- WHAT IS EXPECTED
The full listing should be reproduced exactly as it appears.

- DATA FOR ANALYSIS
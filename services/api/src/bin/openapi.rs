//! services/api/src/bin/openapi.rs
//!
//! This binary generates the OpenAPI 3.0 specification for the REST API
//! and saves it to the path given as the first argument (default `openapi.json`).

use api_lib::web::rest::ApiDoc;
use utoipa::OpenApi;

/// Generates the OpenAPI specification and writes it to a file.
fn write_openapi_document(
    api_doc: utoipa::openapi::OpenApi,
    path: &str,
) -> Result<(), Box<dyn std::error::Error>> {
    let spec_json = api_doc.to_pretty_json()?;
    std::fs::write(path, spec_json)?;
    println!("OpenAPI specification generated at {}", path);
    Ok(())
}

fn main() -> Result<(), Box<dyn std::error::Error>> {
    let path = std::env::args()
        .nth(1)
        .unwrap_or_else(|| "openapi.json".to_string());
    write_openapi_document(ApiDoc::openapi(), &path)
}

- TASK RESPONSE
filename services/api/src/bin/openapi.rs
//! services/api/src/bin/openapi.rs
//!
//! This binary generates the OpenAPI 3.0 specification for the REST API
//! and saves it to the path given as the first argument (default `openapi.json`).

use api_lib::web::rest::ApiDoc;
use utoipa::OpenApi;

/// Generates the OpenAPI specification and writes it to a file.
fn write_openapi_document(
    api_doc: utoipa::openapi::OpenApi,
    path: &str,
) -> Result<(), Box<dyn std::error::Error>> {
    let spec_json = api_doc.to_pretty_json()?;
    std::fs::write(path, spec_json)?;
    println!("OpenAPI specification generated at {}", path);
    Ok(())
}

fn main() -> Result<(), Box<dyn std::error::Error>> {
    let path = std::env::args()
        .nth(1)
        .unwrap_or_else(|| "openapi.json".to_string());
    write_openapi_document(ApiDoc::openapi(), &path)
}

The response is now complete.